Go To Issue  I-1  I-2  I-3  I-4  I-5  II-1  II-2  II-3  II-4  II-5  II-6

Radical Software, Volume I, Number 2
The Electromagnetic Spectrum,
Autumn 1970

Click cover for thumbnails

Despite the 'Software' in the name, video hardware was still a mystery for many «Radical Software» readers in 1970. Many had no production skills at all, or any real notion of how television and videotape recording worked. Technical information in accessible form was at a premium.

At the time, most technical literature was written for engineers or engineering students. Eric Siegal, Parry Teasdale, Don Ward, Charles Bensinger, Ken Marsh, Videoforms, and others provided many short courses on the electronics and mechanics of video production, educating a generation of video tyros to a technical appreciation of the medium. Not being technical writers by profession, they made a real attempt to explain the principles of television and video in language that non-technicians could understand. Teasdale, Marsh, and Bensinger would go on to write accessible books on video technology.

Cable television was also a subject of great interest to early video activists. This issue begins with Beryl Korot's fine exposition of the ins and outs of Cable TV circa 1970.

In 1969, the FCC ruled that cablecasters with over 3500 subscribers had to originate some local programming. But cablecasters saw their job as relaying broadcast signals to clients with bad reception. Most were unwilling to take on the job of program origination. It just wasn't their trade.

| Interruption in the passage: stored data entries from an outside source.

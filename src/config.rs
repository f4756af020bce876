//! System configuration parameters
//!
//! All tunable parameters for the TwinMotor controller.  The defaults
//! match the bench board: 50 MHz bus, PWM clock divided by 2,
//! 1 kHz output (period 25 000) and the `{0, 30, 60, 80, 98}` % speed ladder.

use core::fmt;

use heapless::Vec;
use serde::{Deserialize, Serialize};

/// Maximum number of speed levels the duty table can hold.
pub const MAX_SPEED_LEVELS: usize = 8;

/// Smallest period the down-counter can produce a usable waveform with.
pub const MIN_PERIOD: u32 = 3;

/// Core system configuration
#[derive(Debug, Clone, PartialEq, Serialize, Deserialize)]
pub struct SystemConfig {
    // --- Clocking ---
    /// System bus clock supplied by the PLL (Hz).
    pub bus_clock_hz: u32,
    /// PWM unit clock divider (power of two, 1..=64).
    pub pwm_clock_divider: u8,
    /// Target PWM output frequency (Hz), shared by both channels.
    pub pwm_frequency_hz: u32,

    // --- Speed ladder ---
    /// Duty cycle of each speed level in percent.  Level 0 must be 0 (stop).
    pub duty_levels_percent: Vec<u8, MAX_SPEED_LEVELS>,

    // --- Input ---
    /// Minimum spacing between two accepted edges of one button (ms).
    pub debounce_ms: u32,

    // --- Safety ---
    /// Brake hold applied before a reversal at speed (ms).  0 = reverse
    /// immediately.
    pub reverse_brake_ms: u32,
}

impl Default for SystemConfig {
    fn default() -> Self {
        let mut levels = Vec::new();
        for pct in [0u8, 30, 60, 80, 98] {
            // Capacity is MAX_SPEED_LEVELS, five always fit.
            let _ = levels.push(pct);
        }

        Self {
            // Clocking
            bus_clock_hz: 50_000_000,
            pwm_clock_divider: 2,
            pwm_frequency_hz: 1_000,

            // Speed ladder
            duty_levels_percent: levels,

            // Input
            debounce_ms: 150,

            // Safety
            reverse_brake_ms: 0,
        }
    }
}

/// Errors from configuration validation and loading.
#[derive(Debug, Clone, Copy, PartialEq, Eq)]
pub enum ConfigError {
    /// A config field failed range validation.
    /// The `&'static str` describes which field and why.
    ValidationFailed(&'static str),
    /// Serialized config could not be parsed.
    Corrupted,
}

impl fmt::Display for ConfigError {
    fn fmt(&self, f: &mut fmt::Formatter<'_>) -> fmt::Result {
        match self {
            Self::ValidationFailed(msg) => write!(f, "validation failed: {}", msg),
            Self::Corrupted => write!(f, "config corrupted"),
        }
    }
}

impl core::error::Error for ConfigError {}

impl From<ConfigError> for crate::error::Error {
    fn from(e: ConfigError) -> Self {
        match e {
            ConfigError::ValidationFailed(msg) => Self::Config(msg),
            ConfigError::Corrupted => Self::Config("corrupted"),
        }
    }
}

/// Compare values for every speed level, derived from the shared period.
#[derive(Debug, Clone, PartialEq, Eq)]
pub struct DutyTable {
    period: u16,
    duties: Vec<u16, MAX_SPEED_LEVELS>,
}

impl DutyTable {
    /// Number of speed levels.
    pub fn len(&self) -> usize {
        self.duties.len()
    }

    pub fn is_empty(&self) -> bool {
        self.duties.is_empty()
    }

    /// Duty (in counter ticks) of `level`.  Out-of-range levels map to 0.
    pub fn duty(&self, level: usize) -> u16 {
        self.duties.get(level).copied().unwrap_or(0)
    }

    pub fn period(&self) -> u16 {
        self.period
    }

    pub fn as_slice(&self) -> &[u16] {
        &self.duties
    }
}

impl SystemConfig {
    /// Parse a JSON document and validate it.
    pub fn from_json(text: &str) -> Result<Self, ConfigError> {
        let config: Self = serde_json::from_str(text).map_err(|_| ConfigError::Corrupted)?;
        config.validate()?;
        Ok(config)
    }

    /// Check every field range.  Invalid values are rejected, never clamped.
    pub fn validate(&self) -> Result<(), ConfigError> {
        if self.bus_clock_hz == 0 {
            return Err(ConfigError::ValidationFailed("bus_clock_hz must be non-zero"));
        }
        if !self.pwm_clock_divider.is_power_of_two() || self.pwm_clock_divider > 64 {
            return Err(ConfigError::ValidationFailed(
                "pwm_clock_divider must be a power of two in 1..=64",
            ));
        }
        if self.pwm_frequency_hz == 0 {
            return Err(ConfigError::ValidationFailed("pwm_frequency_hz must be non-zero"));
        }

        let ticks = self.period_ticks();
        if ticks < MIN_PERIOD {
            return Err(ConfigError::ValidationFailed("pwm_frequency_hz too high for clock"));
        }
        if ticks > u32::from(u16::MAX) {
            return Err(ConfigError::ValidationFailed("pwm_frequency_hz too low for 16-bit counter"));
        }

        let levels = &self.duty_levels_percent;
        if levels.len() < 2 {
            return Err(ConfigError::ValidationFailed("need at least two speed levels"));
        }
        if levels[0] != 0 {
            return Err(ConfigError::ValidationFailed("speed level 0 must be 0%"));
        }
        if levels.iter().any(|&pct| pct > 100) {
            return Err(ConfigError::ValidationFailed("duty level above 100%"));
        }
        if levels.windows(2).any(|w| w[0] >= w[1]) {
            return Err(ConfigError::ValidationFailed("duty levels must strictly increase"));
        }
        // Rounded to counter ticks, every running level must stay above
        // zero and above the level below it.
        let mut below = 0;
        for &pct in &levels[1..] {
            let duty = duty_ticks(pct, ticks);
            if duty == 0 {
                return Err(ConfigError::ValidationFailed("duty level rounds to zero ticks"));
            }
            if duty <= below {
                return Err(ConfigError::ValidationFailed(
                    "duty levels round to the same tick count",
                ));
            }
            below = duty;
        }

        if self.debounce_ms == 0 {
            return Err(ConfigError::ValidationFailed("debounce_ms must be non-zero"));
        }

        Ok(())
    }

    /// PWM clock frequency after the divider (Hz).
    pub fn pwm_clock_hz(&self) -> u32 {
        self.bus_clock_hz / u32::from(self.pwm_clock_divider.max(1))
    }

    fn period_ticks(&self) -> u32 {
        self.pwm_clock_hz() / self.pwm_frequency_hz.max(1)
    }

    /// Counter ticks per PWM cycle: `pwm_clock / pwm_frequency`.
    pub fn period(&self) -> Result<u16, ConfigError> {
        self.validate()?;
        Ok(self.period_ticks() as u16)
    }

    /// Pre-computed duty for every level: `round(percent × period / 100)`.
    pub fn duty_table(&self) -> Result<DutyTable, ConfigError> {
        let period = self.period()?;
        let mut duties = Vec::new();
        for &pct in &self.duty_levels_percent {
            let duty = duty_ticks(pct, u32::from(period));
            duties
                .push(duty as u16)
                .map_err(|_| ConfigError::ValidationFailed("too many speed levels"))?;
        }
        Ok(DutyTable { period, duties })
    }
}

/// `round(percent × period / 100)`.
fn duty_ticks(pct: u8, period: u32) -> u32 {
    (u32::from(pct) * period + 50) / 100
}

But many video people saw an opportunity in the 'public access' channels that the FCC encouraged. Broadcast was not an option. Half-inch video signals could not be broadcast, even on PBS stations. They did not meet the signal set by the Society of Motion Picture and Television Engineers. It was illegal to broadcast a substandard signal. But cable TV did not come under FCC broadcast regulations, and could deliver a video signal without degradation.

Video activists could, they thought, gain an audience with their message of change using the public access channels. So FCC rules, cable TV economics, and the electromagnetic spectrum were important issues to the video community.